I may not be the aficionado Donnie is, but since my brother and I sat in a dark room and watched the first two installments of
Scream a number of years ago, I've developed quite a liking for good horror. I've gone back to the roots:
Halloween,
Friday the 13th,
Evil Dead, even the original 1930s
Frankenstein. Along the way, I've learned one significant lesson about horror: at its worst, it can be an absolute embarrassment, a waste of celluloid. At its best, however, horror is the one genre that can provoke the most primal of emotions--terror, rage, bloodlust--emotions so extreme that most deem themselves incapable of producing.

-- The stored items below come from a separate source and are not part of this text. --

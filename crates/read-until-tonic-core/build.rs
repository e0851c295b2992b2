/// Generates the gRPC client bindings for `proto/read_until.proto`.
///
/// `ReadData.raw_data` is generated as `bytes::Bytes` rather than `Vec<u8>`,
/// so a chunk's signal moves from the decoded frame into the cache without a
/// copy.
///
/// Only the client half is generated; this workspace never serves the stream.
///
/// Generated code is included with:
///
/// ```rust,ignore
/// pub mod proto {
///     tonic::include_proto!("read_until");
/// }
/// ```
use std::env;
use std::path::PathBuf;

fn main() {
    let out_dir = PathBuf::from(env::var("OUT_DIR").unwrap());
    let descriptor_path = out_dir.join("read_until_descriptor.bin");

    let mut config = tonic_prost_build::Config::new();

    config
        .bytes([".read_until.GetLiveReadsResponse.ReadData.raw_data"])
        .file_descriptor_set_path(&descriptor_path);

    tonic_prost_build::configure()
        .build_server(false)
        .compile_with_config(config, &["proto/read_until.proto"], &["proto"])
        .unwrap();
}
use super::Shared;
use crate::{OutboundMessage, OutboundSink, Result, StreamSetup, StreamState};
use std::sync::Arc;
use tokio::{
    sync::watch,
    time::{Instant, MissedTickBehavior},
};
use tokio_util::sync::CancellationToken;

/// Sends action batches and setup changes until `session` is cancelled or a
/// send fails.
///
/// When the cancellation came from `stop`, the session enters
/// [`StreamState::Draining`] and, if configured, pending actions are flushed
/// one last time.
#[cfg_attr(feature = "tracing", tracing::instrument(name = "outbound", skip_all))]
pub(crate) async fn run<K: OutboundSink>(
    mut sink: K,
    shared: Arc<Shared>,
    mut setup: watch::Receiver<StreamSetup>,
    session: CancellationToken,
    stop: CancellationToken,
) -> Result<()> {
    let period = shared.config.dispatch_interval;
    let mut ticker = tokio::time::interval_at(Instant::now() + period, period);
    ticker.set_missed_tick_behavior(MissedTickBehavior::Delay);

    let result = loop {
        let step = tokio::select! {
            biased;
            () = session.cancelled() => break Ok(()),
            Ok(()) = setup.changed() => {
                let setup = setup.borrow_and_update().clone();
                #[cfg(feature = "tracing")]
                tracing::info!(
                    "Resending setup: channels {}-{}",
                    setup.first_channel,
                    setup.last_channel
                );
                sink.send(OutboundMessage::Setup(setup)).await
            }
            () = shared.batcher.ready() => dispatch(&mut sink, &shared).await,
            _ = ticker.tick() => dispatch(&mut sink, &shared).await,
        };

        if let Err(e) = step {
            break Err(e);
        }
    };

    if let Err(_e) = &result {
        #[cfg(feature = "tracing")]
        tracing::warn!("Outbound stream failed: {_e}");
        session.cancel();
        return result;
    }

    if stop.is_cancelled() {
        shared.set_state(StreamState::Draining);
        if shared.config.drain_on_stop {
            let _pending = shared.batcher.pending_len();
            match dispatch(&mut sink, &shared).await {
                Ok(()) => {
                    #[cfg(feature = "tracing")]
                    tracing::debug!("Flushed {_pending} pending action(s)");
                }
                Err(_e) => {
                    // The session is ending anyway; whatever is left resolves
                    // as cancelled.
                    #[cfg(feature = "tracing")]
                    tracing::warn!("Final action flush failed: {_e}");
                }
            }
        }
    }

    result
}

/// Sends everything pending at the time of the call in batches of at most
/// `max_batch_size`.
///
/// Actions enqueued while sending wait for the next round. A failed send
/// leaves its batch outstanding; the sweeper resolves it once it times out.
async fn dispatch<K: OutboundSink>(sink: &mut K, shared: &Shared) -> Result<()> {
    let max = shared.config.max_batch_size;
    let rounds = shared.batcher.pending_len().div_ceil(max);

    for _ in 0..rounds {
        let batch = shared.batcher.take_batch(max, Instant::now());
        if batch.is_empty() {
            break;
        }

        #[cfg(feature = "tracing")]
        tracing::trace!("Sending {} action(s)", batch.len());

        sink.send(OutboundMessage::Actions(batch)).await?;
    }
    Ok(())
}
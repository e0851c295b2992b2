pub mod analysis;
pub mod config;
pub mod telemetry;
pub mod transport;
//! Runtime configuration consumed by the client.
//!
//! [`ClientConfig`] is a plain value type. Binaries build it from CLI flags or
//! environment variables and call [`ClientConfig::validate`] (the client does
//! so again on construction).

use crate::{ChannelId, Error, Result, classification_code};
use core::time::Duration;

/// Which signal representation the server should attach to each chunk.
#[derive(Debug, Clone, Copy, PartialEq, Eq, Default)]
pub enum RawDataType {
    /// No signal, metadata only.
    None,
    /// Signal scaled to picoamps.
    #[default]
    Calibrated,
    /// Raw ADC values.
    Uncalibrated,
    /// Keep whatever the previous setup requested.
    KeepPrevious,
}

/// Stream parameters sent to the server when streaming begins, and again
/// whenever they are reconfigured.
#[derive(Debug, Clone, PartialEq, Eq)]
pub struct StreamSetup {
    /// First channel to stream, inclusive.
    pub first_channel: ChannelId,
    /// Last channel to stream, inclusive.
    pub last_channel: ChannelId,
    pub raw_data_type: RawDataType,
    /// Smallest chunk, in samples, the server should emit.
    pub min_chunk_size: u64,
}

impl Default for StreamSetup {
    fn default() -> Self {
        Self {
            first_channel: 1,
            last_channel: 512,
            raw_data_type: RawDataType::Calibrated,
            min_chunk_size: 0,
        }
    }
}

impl StreamSetup {
    /// Number of channels covered by the setup.
    pub const fn channel_count(&self) -> usize {
        (self.last_channel - self.first_channel + 1) as usize
    }

    pub fn validate(&self) -> Result<()> {
        if self.first_channel == 0 {
            return Err(Error::InvalidConfig {
                reason: "channel numbering starts at 1".to_string(),
            });
        }
        if self.last_channel < self.first_channel {
            return Err(Error::InvalidConfig {
                reason: format!(
                    "last channel ({}) is below first channel ({})",
                    self.last_channel, self.first_channel
                ),
            });
        }
        Ok(())
    }
}

/// What the cache does with a newer chunk of an item it already holds.
#[derive(Debug, Clone, Copy, PartialEq, Eq, Default)]
pub enum CacheMode {
    /// The newest chunk replaces the slot.
    #[default]
    Replace,
    /// Chunks of the same item are concatenated in sequence order.
    Accumulate { on_out_of_order: OutOfOrderPolicy },
}

/// Handling of a chunk whose sequence does not advance past the cached one
/// while accumulating.
#[derive(Debug, Clone, Copy, PartialEq, Eq, Default)]
pub enum OutOfOrderPolicy {
    /// Discard the chunk and count the anomaly.
    #[default]
    Drop,
    /// Throw away what was accumulated and start over from this chunk.
    Replace,
}

/// Reconnection behavior after a transport failure.
#[derive(Debug, Clone, PartialEq, Eq)]
pub struct ReconnectPolicy {
    pub enabled: bool,
    /// Reconnect attempts allowed before the session is declared dead.
    pub max_retries: u32,
    pub initial_backoff: Duration,
    pub max_backoff: Duration,
}

impl Default for ReconnectPolicy {
    fn default() -> Self {
        Self {
            enabled: true,
            max_retries: 5,
            initial_backoff: Duration::from_millis(100),
            max_backoff: Duration::from_secs(5),
        }
    }
}

impl ReconnectPolicy {
    /// Delay before reconnect attempt `attempt` (1-based): the initial backoff
    /// doubled per prior attempt, capped at `max_backoff`.
    pub fn backoff(&self, attempt: u32) -> Duration {
        let factor = 1_u32.checked_shl(attempt.saturating_sub(1)).unwrap_or(u32::MAX);
        self.initial_backoff
            .checked_mul(factor)
            .unwrap_or(self.max_backoff)
            .min(self.max_backoff)
    }
}

/// Full client configuration.
#[derive(Debug, Clone, PartialEq)]
pub struct ClientConfig {
    pub setup: StreamSetup,
    pub cache_mode: CacheMode,
    /// Cadence of the outbound action loop.
    pub dispatch_interval: Duration,
    /// Largest number of actions sent in one message.
    pub max_batch_size: usize,
    /// Pending count that wakes the outbound loop before its next tick.
    pub batch_threshold: usize,
    /// Bound on unsent actions; `None` means unbounded.
    pub max_pending: Option<usize>,
    pub reconnect: ReconnectPolicy,
    /// How long a sent action may wait for its acknowledgment.
    pub action_timeout: Duration,
    /// Cadence of the timeout sweeper.
    pub sweep_interval: Duration,
    /// Stage a stop-further-data action for every new item as soon as its
    /// first chunk arrives.
    pub one_chunk: bool,
    /// Only cache chunks carrying one of these classification codes. Empty
    /// accepts everything.
    pub prefilter_classes: Vec<i32>,
    /// Send still-pending actions one last time when stopping.
    pub drain_on_stop: bool,
}

impl Default for ClientConfig {
    fn default() -> Self {
        Self {
            setup: StreamSetup::default(),
            cache_mode: CacheMode::default(),
            dispatch_interval: Duration::from_millis(1),
            max_batch_size: 1000,
            batch_threshold: 1000,
            max_pending: None,
            reconnect: ReconnectPolicy::default(),
            action_timeout: Duration::from_secs(5),
            sweep_interval: Duration::from_millis(500),
            one_chunk: false,
            prefilter_classes: Vec::new(),
            drain_on_stop: true,
        }
    }
}

impl ClientConfig {
    /// Sets the prefilter from classification names such as `"strand"`.
    pub fn with_prefilter_names<I, S>(mut self, names: I) -> Result<Self>
    where
        I: IntoIterator<Item = S>,
        S: AsRef<str>,
    {
        self.prefilter_classes = names
            .into_iter()
            .map(|name| {
                let name = name.as_ref();
                classification_code(name).ok_or_else(|| Error::InvalidConfig {
                    reason: format!("unknown read classification '{name}'"),
                })
            })
            .collect::<Result<_>>()?;
        Ok(self)
    }

    pub fn validate(&self) -> Result<()> {
        self.setup.validate()?;

        let invalid = |reason: &str| {
            Err(Error::InvalidConfig {
                reason: reason.to_string(),
            })
        };

        if self.max_batch_size == 0 {
            return invalid("max batch size must be greater than 0");
        }
        if self.batch_threshold == 0 {
            return invalid("batch threshold must be greater than 0");
        }
        if self.max_pending == Some(0) {
            return invalid("max pending must be greater than 0 when set");
        }
        if self.dispatch_interval.is_zero() {
            return invalid("dispatch interval must be non-zero");
        }
        if self.sweep_interval.is_zero() {
            return invalid("sweep interval must be non-zero");
        }
        if self.action_timeout.is_zero() {
            return invalid("action timeout must be non-zero");
        }
        if self.reconnect.initial_backoff > self.reconnect.max_backoff {
            return invalid("initial backoff exceeds max backoff");
        }
        Ok(())
    }
}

As I said, however, I'm not a true connoiseur of bloody power tools, dismembered body parts, and disfigured madmen. For evidence, please refer to Exhibit A:
The Texas Chainsaw Massacre. I've never seen the original. Nor have I seen any of its sequels. The closest I've gotten was Seth Green's one-liner in
Idle Hands, while holding an electric turkey carver: "Look at me, I'm Leatherface!"

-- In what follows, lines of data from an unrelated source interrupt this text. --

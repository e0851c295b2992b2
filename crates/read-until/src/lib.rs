#![doc = include_str!("../README.md")]

mod action;
mod batcher;
mod cache;
mod client;
mod config;
mod coordinator;
mod error;
mod session;
mod transport;
mod unit;

pub use crate::action::*;
pub use crate::batcher::*;
pub use crate::cache::*;
pub use crate::client::*;
pub use crate::config::*;
pub use crate::error::*;
pub use crate::session::*;
pub use crate::transport::*;
pub use crate::unit::*;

So, awaiting the arrival of the 2003 remake of the same name, I couldn't help but feel like a bit of a poser. I'd contemplated renting the original first, but my wallet decided against it. I didn't care. At least, I suppose, I could give the re-
Massacre a fair chance as its own film. Besides, judging by the trailer, it seemed like this one would at least be better than the lowball horror we've been getting as of late.
Indeed, this film was certainly superior in the casting department. The late tendency to cast poor actors, apparently rejected from MTV melodramas or something, has been a horrible smear on the genre and kept me from enjoying it. The hopelessly doomed youths in
TCM, however, don't have doomed careers. Jessica Biel is quite a surprise, very reminiscent of Jamie Lee Curtis in the early
Halloween films, and she could definitely contend as the next queen of scream, should she so desire. Her companions include Mike Vogel (
Grind) and Eric Balfour (perhaps best recognized as "Satan" from a Hyundai commercial), both of which help ground the group in reality. Even the silliest two of the group are at least played naturally, as the class clown or ditz might actually be.

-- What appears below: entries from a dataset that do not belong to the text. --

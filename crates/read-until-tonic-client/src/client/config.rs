use anyhow::{Context, bail};
use clap::{Parser, ValueEnum};
use core::time::Duration;
use read_until::{
    CacheMode, ClientConfig, OutOfOrderPolicy, RawDataType, ReconnectPolicy, StreamSetup,
};
use tonic::codec::CompressionEncoding;

/// Runtime configuration for the `read-until-tonic-client` binary.
///
/// Every flag can also be set through the environment variable named next to
/// it, or through a `.env` file in the working directory.
#[derive(Parser, Debug, Clone)]
#[command(
    name = "read-until-tonic-client",
    version,
    about = "Streams live reads over gRPC and ejects the ones analysis rejects"
)]
pub struct CliArgs {
    /// gRPC endpoint of the acquisition server.
    ///
    /// Environment variable: `SERVER_ADDR`
    #[arg(long, env = "SERVER_ADDR", default_value_t = String::from("http://127.0.0.1:8000"))]
    pub server_addr: String,

    /// Timeout for establishing the connection, in milliseconds.
    ///
    /// Environment variable: `CONNECT_TIMEOUT_MS`
    #[arg(long, env = "CONNECT_TIMEOUT_MS", default_value_t = 5_000)]
    pub connect_timeout_ms: u64,

    /// Compression applied to both directions of the stream.
    ///
    /// Environment variable: `COMPRESSION`
    #[arg(long, env = "COMPRESSION", value_enum, default_value_t = Compression::None)]
    pub compression: Compression,

    /// Capacity of the buffer between the client and the request stream.
    ///
    /// Environment variable: `REQUEST_BUFFER_SIZE`
    #[arg(long, env = "REQUEST_BUFFER_SIZE", default_value_t = 64)]
    pub request_buffer_size: usize,

    /// First channel to stream, inclusive.
    ///
    /// Environment variable: `FIRST_CHANNEL`
    #[arg(long, env = "FIRST_CHANNEL", default_value_t = 1)]
    pub first_channel: u32,

    /// Last channel to stream, inclusive.
    ///
    /// Environment variable: `LAST_CHANNEL`
    #[arg(long, env = "LAST_CHANNEL", default_value_t = 512)]
    pub last_channel: u32,

    /// Signal representation attached to each chunk.
    ///
    /// Environment variable: `RAW_DATA_TYPE`
    #[arg(long, env = "RAW_DATA_TYPE", value_enum, default_value_t = RawData::Calibrated)]
    pub raw_data_type: RawData,

    /// Smallest chunk, in samples, the server should send.
    ///
    /// Environment variable: `MIN_CHUNK_SIZE`
    #[arg(long, env = "MIN_CHUNK_SIZE", default_value_t = 0)]
    pub min_chunk_size: u64,

    /// Concatenate chunks of the same read instead of keeping only the newest.
    ///
    /// Environment variable: `ACCUMULATE`
    #[arg(long, env = "ACCUMULATE", default_value_t = false)]
    pub accumulate: bool,

    /// What to do with an out-of-order chunk while accumulating.
    ///
    /// Environment variable: `ON_OUT_OF_ORDER`
    #[arg(long, env = "ON_OUT_OF_ORDER", value_enum, default_value_t = OutOfOrder::Drop)]
    pub on_out_of_order: OutOfOrder,

    /// Cadence of the action dispatcher, in milliseconds.
    ///
    /// Environment variable: `DISPATCH_INTERVAL_MS`
    #[arg(long, env = "DISPATCH_INTERVAL_MS", default_value_t = 1)]
    pub dispatch_interval_ms: u64,

    /// Largest number of actions sent in one request.
    ///
    /// Environment variable: `MAX_BATCH_SIZE`
    #[arg(long, env = "MAX_BATCH_SIZE", default_value_t = 1000)]
    pub max_batch_size: usize,

    /// Queued action count that triggers a dispatch ahead of the cadence.
    ///
    /// Environment variable: `BATCH_THRESHOLD`
    #[arg(long, env = "BATCH_THRESHOLD", default_value_t = 1000)]
    pub batch_threshold: usize,

    /// Bound on queued, unsent actions. Unbounded when omitted.
    ///
    /// Environment variable: `MAX_PENDING`
    #[arg(long, env = "MAX_PENDING")]
    pub max_pending: Option<usize>,

    /// Give up on the first transport failure instead of reconnecting.
    ///
    /// Environment variable: `NO_RECONNECT`
    #[arg(long, env = "NO_RECONNECT", default_value_t = false)]
    pub no_reconnect: bool,

    /// Reconnect attempts before the session is declared dead.
    ///
    /// Environment variable: `MAX_RETRIES`
    #[arg(long, env = "MAX_RETRIES", default_value_t = 5)]
    pub max_retries: u32,

    /// First reconnect delay in milliseconds; doubles per attempt.
    ///
    /// Environment variable: `INITIAL_BACKOFF_MS`
    #[arg(long, env = "INITIAL_BACKOFF_MS", default_value_t = 100)]
    pub initial_backoff_ms: u64,

    /// Upper bound on the reconnect delay in milliseconds.
    ///
    /// Environment variable: `MAX_BACKOFF_MS`
    #[arg(long, env = "MAX_BACKOFF_MS", default_value_t = 5_000)]
    pub max_backoff_ms: u64,

    /// How long a sent action may wait for its acknowledgment, in milliseconds.
    ///
    /// Environment variable: `ACTION_TIMEOUT_MS`
    #[arg(long, env = "ACTION_TIMEOUT_MS", default_value_t = 5_000)]
    pub action_timeout_ms: u64,

    /// Cadence of the acknowledgment timeout sweep, in milliseconds.
    ///
    /// Environment variable: `SWEEP_INTERVAL_MS`
    #[arg(long, env = "SWEEP_INTERVAL_MS", default_value_t = 500)]
    pub sweep_interval_ms: u64,

    /// Stop each read after its first chunk.
    ///
    /// Environment variable: `ONE_CHUNK`
    #[arg(long, env = "ONE_CHUNK", default_value_t = false)]
    pub one_chunk: bool,

    /// Read classifications worth analysing, comma separated.
    ///
    /// Environment variable: `PREFILTER_CLASSES`
    #[arg(
        long,
        env = "PREFILTER_CLASSES",
        value_delimiter = ',',
        default_value = "strand,adapter"
    )]
    pub prefilter_classes: Vec<String>,

    /// Analyse every chunk regardless of its classification.
    ///
    /// Environment variable: `NO_PREFILTER`
    #[arg(long, env = "NO_PREFILTER", default_value_t = false)]
    pub no_prefilter: bool,

    /// Drop queued actions on shutdown instead of sending them.
    ///
    /// Environment variable: `NO_DRAIN`
    #[arg(long, env = "NO_DRAIN", default_value_t = false)]
    pub no_drain: bool,

    /// Time allowed for a graceful stop before the stream is aborted, in
    /// milliseconds.
    ///
    /// Environment variable: `SHUTDOWN_TIMEOUT_MS`
    #[arg(long, env = "SHUTDOWN_TIMEOUT_MS", default_value_t = 3_000)]
    pub shutdown_timeout_ms: u64,

    /// Number of concurrent analysis workers.
    ///
    /// Environment variable: `WORKERS`
    #[arg(long, env = "WORKERS", default_value_t = 1)]
    pub workers: usize,

    /// Delay before analysis starts, in milliseconds.
    ///
    /// Environment variable: `ANALYSIS_DELAY_MS`
    #[arg(long, env = "ANALYSIS_DELAY_MS", default_value_t = 1_000)]
    pub analysis_delay_ms: u64,

    /// Minimum interval between two polls of the cache, in milliseconds.
    ///
    /// Environment variable: `THROTTLE_MS`
    #[arg(long, env = "THROTTLE_MS", default_value_t = 100)]
    pub throttle_ms: u64,

    /// Drop in median current, in pA, that marks a read as decided.
    ///
    /// Environment variable: `MEDIAN_DROP`
    #[arg(long, env = "MEDIAN_DROP", default_value_t = 60.0)]
    pub median_drop: f32,

    /// Eject reads that fail the median test. Without it they are left alone.
    ///
    /// Environment variable: `UNBLOCK`
    #[arg(long, env = "UNBLOCK", default_value_t = false)]
    pub unblock: bool,

    /// Channel reversal time for ejections, in milliseconds.
    ///
    /// Environment variable: `UNBLOCK_DURATION_MS`
    #[arg(long, env = "UNBLOCK_DURATION_MS", default_value_t = 100)]
    pub unblock_duration_ms: u64,

    /// Stop after this many seconds. Runs until interrupted when 0.
    ///
    /// Environment variable: `RUN_TIME_SECS`
    #[arg(long, env = "RUN_TIME_SECS", default_value_t = 0)]
    pub run_time_secs: u64,
}

#[derive(ValueEnum, Debug, Clone, Copy, PartialEq, Eq)]
pub enum Compression {
    None,
    Gzip,
    Deflate,
    Zstd,
}

impl From<Compression> for Option<CompressionEncoding> {
    fn from(value: Compression) -> Self {
        match value {
            Compression::None => None,
            Compression::Gzip => Some(CompressionEncoding::Gzip),
            Compression::Deflate => Some(CompressionEncoding::Deflate),
            Compression::Zstd => Some(CompressionEncoding::Zstd),
        }
    }
}

#[derive(ValueEnum, Debug, Clone, Copy, PartialEq, Eq)]
pub enum RawData {
    None,
    Calibrated,
    Uncalibrated,
    KeepPrevious,
}

impl From<RawData> for RawDataType {
    fn from(value: RawData) -> Self {
        match value {
            RawData::None => Self::None,
            RawData::Calibrated => Self::Calibrated,
            RawData::Uncalibrated => Self::Uncalibrated,
            RawData::KeepPrevious => Self::KeepPrevious,
        }
    }
}

#[derive(ValueEnum, Debug, Clone, Copy, PartialEq, Eq)]
pub enum OutOfOrder {
    Drop,
    Replace,
}

/// Connection settings for the gRPC transport.
#[derive(Debug, Clone)]
pub struct ConnectionConfig {
    pub server_addr: String,
    pub connect_timeout: Duration,
    pub compression: Option<CompressionEncoding>,
    pub request_buffer_size: usize,
}

/// Settings for the demonstration analysis loop.
#[derive(Debug, Clone)]
pub struct AnalysisConfig {
    pub workers: usize,
    pub delay: Duration,
    pub throttle: Duration,
    pub median_drop: f32,
    /// Unblock duration for reads that fail the median test; `None` leaves
    /// them alone.
    pub unblock: Option<Duration>,
}

/// Fully validated application configuration.
#[derive(Debug, Clone)]
pub struct AppConfig {
    pub connection: ConnectionConfig,
    pub client: ClientConfig,
    pub analysis: AnalysisConfig,
    pub shutdown_timeout: Duration,
    pub run_time: Option<Duration>,
}

impl TryFrom<CliArgs> for AppConfig {
    type Error = anyhow::Error;

    fn try_from(args: CliArgs) -> Result<Self, Self::Error> {
        if args.server_addr.is_empty() {
            bail!("SERVER_ADDR must not be empty");
        }
        if args.request_buffer_size == 0 {
            bail!("REQUEST_BUFFER_SIZE must be greater than 0");
        }
        if args.workers == 0 {
            bail!("WORKERS must be greater than 0");
        }
        if args.throttle_ms == 0 {
            bail!("THROTTLE_MS must be greater than 0");
        }
        if !args.median_drop.is_finite() {
            bail!("MEDIAN_DROP must be a finite number");
        }

        let cache_mode = if args.accumulate {
            CacheMode::Accumulate {
                on_out_of_order: match args.on_out_of_order {
                    OutOfOrder::Drop => OutOfOrderPolicy::Drop,
                    OutOfOrder::Replace => OutOfOrderPolicy::Replace,
                },
            }
        } else {
            CacheMode::Replace
        };

        let client = ClientConfig {
            setup: StreamSetup {
                first_channel: args.first_channel,
                last_channel: args.last_channel,
                raw_data_type: args.raw_data_type.into(),
                min_chunk_size: args.min_chunk_size,
            },
            cache_mode,
            dispatch_interval: Duration::from_millis(args.dispatch_interval_ms),
            max_batch_size: args.max_batch_size,
            batch_threshold: args.batch_threshold,
            max_pending: args.max_pending,
            reconnect: ReconnectPolicy {
                enabled: !args.no_reconnect,
                max_retries: args.max_retries,
                initial_backoff: Duration::from_millis(args.initial_backoff_ms),
                max_backoff: Duration::from_millis(args.max_backoff_ms),
            },
            action_timeout: Duration::from_millis(args.action_timeout_ms),
            sweep_interval: Duration::from_millis(args.sweep_interval_ms),
            one_chunk: args.one_chunk,
            prefilter_classes: Vec::new(),
            drain_on_stop: !args.no_drain,
        };

        let client = if args.no_prefilter {
            client
        } else {
            client
                .with_prefilter_names(args.prefilter_classes.iter().map(|c| c.trim()))
                .context("invalid PREFILTER_CLASSES")?
        };

        // Surface the library's own checks (channel range, non-zero cadences,
        // backoff ordering) as configuration errors.
        if let Err(e) = client.validate() {
            bail!("{e}");
        }

        Ok(Self {
            connection: ConnectionConfig {
                server_addr: args.server_addr,
                connect_timeout: Duration::from_millis(args.connect_timeout_ms),
                compression: args.compression.into(),
                request_buffer_size: args.request_buffer_size,
            },
            client,
            analysis: AnalysisConfig {
                workers: args.workers,
                delay: Duration::from_millis(args.analysis_delay_ms),
                throttle: Duration::from_millis(args.throttle_ms),
                median_drop: args.median_drop,
                unblock: args
                    .unblock
                    .then(|| Duration::from_millis(args.unblock_duration_ms)),
            },
            shutdown_timeout: Duration::from_millis(args.shutdown_timeout_ms),
            run_time: (args.run_time_secs > 0).then(|| Duration::from_secs(args.run_time_secs)),
        })
    }
}

#[cfg(test)]
mod tests {
    use super::*;

    fn parse(args: &[&str]) -> anyhow::Result<AppConfig> {
        let args = CliArgs::try_parse_from(
            core::iter::once("read-until-tonic-client").chain(args.iter().copied()),
        )?;
        AppConfig::try_from(args)
    }

    #[test]
    fn defaults_are_valid() {
        let config = parse(&[]).unwrap();
        assert_eq!(config.client.setup, StreamSetup::default());
        assert_eq!(config.client.prefilter_classes, vec![83, 65]);
        assert_eq!(config.client.cache_mode, CacheMode::Replace);
        assert!(config.client.drain_on_stop);
        assert!(config.analysis.unblock.is_none());
        assert!(config.run_time.is_none());
    }

    #[test]
    fn flags_map_onto_client_config() {
        let config = parse(&[
            "--first-channel",
            "10",
            "--last-channel",
            "20",
            "--accumulate",
            "--on-out-of-order",
            "replace",
            "--no-prefilter",
            "--unblock",
            "--unblock-duration-ms",
            "250",
            "--max-pending",
            "64",
        ])
        .unwrap();

        assert_eq!(config.client.setup.first_channel, 10);
        assert_eq!(config.client.setup.last_channel, 20);
        assert_eq!(
            config.client.cache_mode,
            CacheMode::Accumulate {
                on_out_of_order: OutOfOrderPolicy::Replace
            }
        );
        assert!(config.client.prefilter_classes.is_empty());
        assert_eq!(config.client.max_pending, Some(64));
        assert_eq!(config.analysis.unblock, Some(Duration::from_millis(250)));
    }

    #[test]
    fn rejects_inverted_channel_range() {
        assert!(parse(&["--first-channel", "9", "--last-channel", "3"]).is_err());
    }

    #[test]
    fn rejects_unknown_classification() {
        let err = parse(&["--prefilter-classes", "strand,bogus"]).unwrap_err();
        assert!(format!("{err:#}").contains("bogus"));
    }

    #[test]
    fn rejects_zero_workers() {
        assert!(parse(&["--workers", "0"]).is_err());
    }
}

Unfortunately, the bad guys are not so believable as the good guys, and this may be the biggest shortcoming of
The Texas Chainsaw Massacre. R. Lee Ermey is quite spooky as the town sheriff, a role Kubrick fans will quickly draw parallels with to
Full Metal Jacket's Sgt. Hartman. Ermey can't sell the freaks singlehandedly, however, and he's given little support. In the end, Leatherface is barely more believable than Jason Voorhees, and keeps this film from graduating from horror to the psychological thriller its producers hoped to make.
If
The Texas Chainsaw Massacre wasn't well-written, it was at least well-shot. The film, like the original, is set in the early 1970s, and everything within seems genuine: the youngsters, the cars and the clothes, but more surprisingly, the atmosphere. There's something sticky about the film that recalls how the sweaty southwest must've felt before air conditioning was in every home or vehicle. It looked as though the film may even have been shot on some vintage stock, or processed to give an aged look, because the graininess and color was reminiscent of an early '70s film.
Cinematography set the time, and direction set the mood. The careful balance of gore, tact, and deliberate concealment help to propel
TCM above other recent horror, which is either too tame or too inexplicably gross for its own good. Pacing, perhaps, is even more significant: the kids, and the audience with them, move slowly & cautiously into the carnage. Leatherface and other threats are more patient and less anxious to reveal themselves than we're used to, so before the first limb is hacked, we've already become very suspicious and alert. The payoff is grand--rather than resorting to (many) cheap gotchas, this is horror that actually relies on legitimate...
horror... to frighten.
Despite setting the right mood, again, the film does fall short as it reveals the reasons for such madness. I won't spoil, but it's so conspiratorial and bizarre, even for a small Texan town, it's just hard to swallow.
Final
Is this remake an example of horror at its best or worst? Will you feel embarrassed, or feral, by watching it? Neither, really. When I eventually do watch the original, I won't be surprised to agree that the remake is inferior. Still,
The Texas Chainsaw Massacre was a breath of fresh air after films like
Wrong Turn and
Jeepers Creepers 2 and the obviously derivative
House of 1,000 Corpses. Though I stand by
28 Days Later as the smartest and most psychologically eerie horror film of the past few years,
TCM is certainly the most visually rich, and quite possibly the outright scariest film of the year.